Which leaves us with the matter of holy objects.
I have disintegrating and dilapidated Latin prayerbooks, French antiphonals, a Polish Missal, broken Rosaries, crucifixes rescued from bins at Goodwill, a stack of "pew cards" for the new Holy Week changes, (when did that happen? that's right, before any of us were born.)

I will have a bonfire at some point, soon, I will.

But there are other things that whoever is stuck with clearing out my house will have to find and sort and dispose of, (don't worry, I'll do my best to make certain it won't be the hired henchman of some atheist nephew.)

I am fascinated by the Holy Cards.
They are such a a part of my family and religious history.
I see cards reminding me to offer prayers for the soul of someone I never knew, never met, dead before I was born, who lived half a world away in some cases - I think that's beautiful.
The changing styles fascinate me as well - the mawkish Edwardian lithos of the Virgin Mary no worse nor better than the saccharine pastel-colored saints and angels from between "the" wars.
And both are a damned blessed sight better than the garish '70s asymmetry of graphic artists in thrall to the concept of negative space, or the Kincaidesque landscapes with carefully worded "spiritual" messages, guaranteed not to offend adherents of any religion, or even of none at all.

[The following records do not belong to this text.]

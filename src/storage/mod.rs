//! Evaluation history storage
//!
//! History is append-only: a record, once written, is never updated or
//! deleted. Two backends implement [`HistoryStore`]:
//! - [`LibsqlHistoryStore`] persists to a libSQL database (file or memory)
//! - [`InMemoryHistoryStore`] keeps everything in process memory

pub mod libsql;
pub mod memory;

pub use self::libsql::{ConnectionMode, LibsqlHistoryStore};
pub use self::memory::InMemoryHistoryStore;

use crate::error::Result;
use crate::types::{AnalysisId, AnalysisRecord, AnalysisRecordDraft, RepositoryId};
use async_trait::async_trait;

/// Append-only store of analysis records, keyed by repository
#[cfg_attr(test, mockall::automock)]
#[async_trait]
pub trait HistoryStore: Send + Sync {
    /// Register a repository by URL, returning the existing id if known
    async fn register_repository(&self, html_url: &str) -> Result<RepositoryId>;

    /// Atomically persist a draft, assigning id and `created_at`
    ///
    /// `created_at` never precedes the repository's current latest record.
    async fn append(&self, draft: AnalysisRecordDraft) -> Result<AnalysisRecord>;

    /// Most recent record for a repository
    async fn latest_for(&self, repository_id: RepositoryId) -> Result<Option<AnalysisRecord>>;

    /// Every record for a repository, newest first
    async fn all_for(&self, repository_id: RepositoryId) -> Result<Vec<AnalysisRecord>>;

    async fn count_for(&self, repository_id: RepositoryId) -> Result<u64>;

    async fn get(&self, id: AnalysisId) -> Result<Option<AnalysisRecord>>;
}

/// Reject blank repository URLs before they reach a backend
pub(crate) fn validate_html_url(html_url: &str) -> Result<&str> {
    let trimmed = html_url.trim();
    if trimmed.is_empty() {
        return Err(crate::ReposcoreError::InvalidInput(
            "repository url must not be empty".to_string(),
        ));
    }
    Ok(trimmed)
}

/// Refuse drafts whose scores escaped the 0..=25 bounds
pub(crate) fn check_scores(draft: &AnalysisRecordDraft) -> Result<()> {
    draft
        .evaluation
        .scores
        .check_bounds()
        .map_err(|e| crate::ReposcoreError::PersistenceFailure(format!("rejected draft: {}", e)))
}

I had brought some in to the last Sunday school class, curious if these children had encountered such things - I loved them when I was little, to be given something so grown-up, so jewel like, (the print shop at the Rosary Shrine was special,) that so connected me to history, (which, as far as I could imagine, stretched back months and months!)
One of them was an emblem of my very first memory - the dead body of an elderly man lying peacefully in a big box, in a charming little stone house attached to our church. Ah, that must have been the wake of this priest.
Another was for an aunt I remember very well, but strangely couldn't remember dying -I realize now it was because my Mother was in the hospital at the time being delivered of a younger sibling of mine, of course that would have occupied all my attention.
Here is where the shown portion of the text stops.